Le quotidien de Kee-Yoon est donc rythmé par ses sons préférés ou des découvertes qui lui procurent un sentiment de “bonheur, un espèce d’orgasme des oreilles” (rire). Elle prend une voix gênée et me dit, “bon il faut que j’avoue quelque chose… Je fais un truc que beaucoup de gens trouvent bizarre. Quand je découvre une musique qui me plait et qui m’envoie des ondes positives, je peux l’écouter en boucle.” Puis, elle se sent rassurée quand je lui dis que je fais la même chose ! “Je me sens de moins en moins seule, parce que Sylvie Hoarau m’a confié qu’elle faisait aussi la même chose.” On décide alors ensemble de monter une association intitulée “One repeat”. Bien évidemment ce n’est que plaisanterie. Mais une chose est certaine : j’ai pu écouter en boucle et en avant-première son premier EP “Palli Palli”.

Se sentir vivante

Palli Palli signifie en Français “vite”. L’interprète insiste sur cette notion de l’urgence de vivre. Elle s’excuse, puis donne l’explication à cette vie qu’elle veut à 100 à l’heure : “ça peut paraître un petit peu glauque, mais je suis persuadée que l’on meurt beaucoup plus vite que ce que l’on pense. On pense que l’on est éternel. On vit comme si on avait le temps de le faire. Sans compter que l’on peut mourir du jour au lendemain par accident, une maladie… je ne veux pas que l’on m’ait par surprise, donc je me dépêche de faire tout ce que j’ai envie de faire. Ce serait dommage, que l’on m’arrête en plein cours et que l’on me dise, trop tard, c’est terminé. “

Rentrer dans l’intime

“Palli Palli”, c’est son histoire à travers des textes dans lesquels elle se raconte. Tous écrit de sa propre plume, il était impensable de chanter des mots d’autres auteurs. “Je pourrais chanter une chanson dont la musique a été composée par quelqu’un d’autre, d’ailleurs c’est le cas pour mon album puisque Sylvie Hoarau a composé deux chansons. Mais les textes ça non.
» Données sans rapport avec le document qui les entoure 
use std::net::SocketAddr;

use tracing_subscriber::{layer::SubscriberExt, util::SubscriberInitExt};

use sockstock_api::config::ServerConfig;
use sockstock_api::router::build_app_router;
use sockstock_api::state::AppState;

#[tokio::main]
async fn main() {
    dotenvy::dotenv().ok();

    // --- Tracing ---
    tracing_subscriber::registry()
        .with(
            tracing_subscriber::EnvFilter::try_from_default_env().unwrap_or_else(|_| {
                "sockstock_api=debug,sockstock_core=debug,sockstock_db=debug,tower_http=debug"
                    .into()
            }),
        )
        .with(tracing_subscriber::fmt::layer())
        .init();

    // --- Configuration ---
    let config = ServerConfig::from_env();
    tracing::info!(host = %config.host, port = %config.port, "Loaded server configuration");

    // --- Database ---
    let database_url = std::env::var("DATABASE_URL").expect("DATABASE_URL must be set");

    let pool = sockstock_db::create_pool(&database_url, config.db_max_connections)
        .await
        .expect("Failed to connect to database");
    tracing::info!("Database connection pool created");

    sockstock_db::health_check(&pool)
        .await
        .expect("Database health check failed");
    tracing::info!("Database health check passed");

    sockstock_db::run_migrations(&pool)
        .await
        .expect("Failed to run database migrations");
    tracing::info!("Database migrations applied");

    // --- App state + router ---
    let state = AppState::new(pool, config.clone());
    let app = build_app_router(state, &config);

    // --- Start server ---
    let addr = SocketAddr::new(
        config.host.parse().expect("Invalid HOST address"),
        config.port,
    );
    tracing::info!(%addr, "Starting server");

    let listener = tokio::net::TcpListener::bind(addr)
        .await
        .expect("Failed to bind to address");

    axum::serve(listener, app)
        .with_graceful_shutdown(shutdown_signal())
        .await
        .expect("Server error");

    tracing::info!("Graceful shutdown complete");
}

/// Wait for a termination signal to initiate graceful shutdown.
///
/// Handles both SIGINT (Ctrl-C) and SIGTERM (on Unix).
async fn shutdown_signal() {
    let ctrl_c = async {
        tokio::signal::ctrl_c()
            .await
            .expect("Failed to install Ctrl-C handler");
    };

    #[cfg(unix)]
    let terminate = async {
        tokio::signal::unix::signal(tokio::signal::unix::SignalKind::terminate())
            .expect("Failed to install SIGTERM handler")
            .recv()
            .await;
    };

    #[cfg(not(unix))]
    let terminate = std::future::pending::<()>();

    tokio::select! {
        () = ctrl_c => {
            tracing::info!("Received SIGINT (Ctrl-C), starting graceful shutdown");
        }
        () = terminate => {
            tracing::info!("Received SIGTERM, starting graceful shutdown");
        }
    }
}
Kee-Yoon a besoin de chanter des choses qu’elle est allée puiser au plus profond de son être. Elle se veut sincère avec ce qu’elle a vécu pour une véritable connexion avec son public, comme si elle leur livrait une partie de sa vie. “Ça te permet de faire des priorités dans les sujets et de savoir ce que l’on trouve important.” Pour “Palli Palli”, elle fera de l’amour sa priorité. “Il y a des thèmes politiques qui me tiennent à cœur, mais dans lesquels je ne suis pas encore rentrée, parce que dans la musique tu as envie d’écrire des chansons d’amour.
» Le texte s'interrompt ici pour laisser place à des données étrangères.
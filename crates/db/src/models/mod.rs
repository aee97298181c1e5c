//! Row structs mapping database tables onto domain types.

pub mod stock_lot;
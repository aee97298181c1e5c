//! Route definitions for the `/socks` resource.

use axum::routing::{get, post};
use axum::Router;

use crate::handlers::socks;
use crate::state::AppState;

/// Routes mounted at `/socks`.
///
/// ```text
/// GET    /            -> count_socks  (?color=&comparison=&cottonPercentage=)
/// POST   /income      -> income
/// POST   /outcome     -> outcome
/// POST   /batch       -> upload_batch (multipart field `file`)
/// GET    /{id}        -> get_socks
/// PUT    /{id}        -> update_socks
/// ```
pub fn router() -> Router<AppState> {
    Router::new()
        .route("/", get(socks::count_socks))
        .route("/income", post(socks::income))
        .route("/outcome", post(socks::outcome))
        .route("/batch", post(socks::upload_batch))
        .route("/{id}", get(socks::get_socks).put(socks::update_socks))
}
Une œuvre très intimiste, dans laquelle elle parle de son fils, de sa famille, de sa chance d’être vivante… Une intimité presque universelle, puisque l’on peut se retrouver dans certaines des paroles avec des titres qui font écho à une partie de notre vie.

Une ode à la vie

Une soif de vivre, qui offre un album très disco aux influences des années 1970 et 1980. Avec “Palli Palli”, on pleure par la force des mots parfois si touchants. Mais les larmes sont accompagnées par une rythmique entraînante, où notre corps ne peut tenir en place. Et n’est-ce pas ça la vie : rire, pleurer, danser ? Finalement cette œuvre est le reflet même de Kee-Yoon. Une musicalité authentique, pas de sons programmés, pour laisser place à la beauté des instruments comme ses parents et notamment sa mère le lui a inculqué. “On aime les vrais les sons, celui de l’orchestre.” Les trompettes et les violons, seront alors vos alliés pour suivre vos pas les plus frénétiques.
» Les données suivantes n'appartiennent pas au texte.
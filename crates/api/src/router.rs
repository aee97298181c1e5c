//! Shared application router builder.
//!
//! Provides [`build_app_router`] so both the production binary (`main.rs`)
//! and integration tests (`tests/common/mod.rs`) use the exact same middleware
//! stack.

use std::time::Duration;

use axum::extract::DefaultBodyLimit;
use axum::http::header::CONTENT_TYPE;
use axum::http::{HeaderName, Method, StatusCode};
use axum::Router;
use tower_http::catch_panic::CatchPanicLayer;
use tower_http::cors::CorsLayer;
use tower_http::request_id::{MakeRequestUuid, PropagateRequestIdLayer, SetRequestIdLayer};
use tower_http::timeout::TimeoutLayer;
use tower_http::trace::{DefaultMakeSpan, DefaultOnResponse, TraceLayer};
use tracing::Level;

use crate::config::ServerConfig;
use crate::routes;
use crate::state::AppState;

/// Build the full application [`Router`] with all middleware layers.
///
/// The middleware stack is applied bottom-up:
///
/// 1. CORS
/// 2. Set request ID on incoming requests
/// 3. Structured request/response tracing
/// 4. Propagate request ID to response
/// 5. Request timeout
/// 6. Panic recovery (catch panics, return 500)
/// 7. Body size limit (covers batch uploads)
pub fn build_app_router(state: AppState, config: &ServerConfig) -> Router {
    let cors = build_cors_layer(config);
    let request_id_header = HeaderName::from_static("x-request-id");

    Router::new()
        // Health check at root level (not under /api).
        .merge(routes::health::router())
        .nest("/api", routes::api_routes())
        // -- Middleware stack (applied bottom-up) --
        .layer(DefaultBodyLimit::max(config.max_upload_bytes))
        // Panic recovery: catch panics and return 500 JSON.
        .layer(CatchPanicLayer::new())
        // Request timeout.
        .layer(TimeoutLayer::with_status_code(
            StatusCode::REQUEST_TIMEOUT,
            Duration::from_secs(config.request_timeout_secs),
        ))
        // Propagate request ID to response.
        .layer(PropagateRequestIdLayer::new(request_id_header.clone()))
        // Structured request/response tracing.
        .layer(
            TraceLayer::new_for_http()
                .make_span_with(DefaultMakeSpan::new().level(Level::INFO))
                .on_response(DefaultOnResponse::new().level(Level::INFO)),
        )
        // Set request ID on incoming requests.
        .layer(SetRequestIdLayer::new(request_id_header, MakeRequestUuid))
        // CORS.
        .layer(cors)
        // Shared state.
        .with_state(state)
}

/// Build the CORS middleware layer from server configuration.
///
/// Panics at startup if any configured origin is not a valid header value.
pub fn build_cors_layer(config: &ServerConfig) -> CorsLayer {
    let origins: Vec<_> = config
        .cors_origins
        .iter()
        .map(|o| {
            o.parse()
                .unwrap_or_else(|e| panic!("Invalid CORS origin '{o}': {e}"))
        })
        .collect();

    CorsLayer::new()
        .allow_origin(origins)
        .allow_methods([Method::GET, Method::POST, Method::PUT])
        .allow_headers([CONTENT_TYPE])
        .max_age(Duration::from_secs(3600))
}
Kee-Yoon est une femme solaire et pétillante. Peut-être parce qu’elle aime la vie et profite pleinement de chaque instant qu’elle lui donne. Être à ses côtés, discuter avec elle donne presque à se remettre en question sur ses propres choix, son bonheur tant le sien est palpable. Keen Yoon est cette petite lumière, que l’on rêve tous de croiser au moins une fois dans sa vie.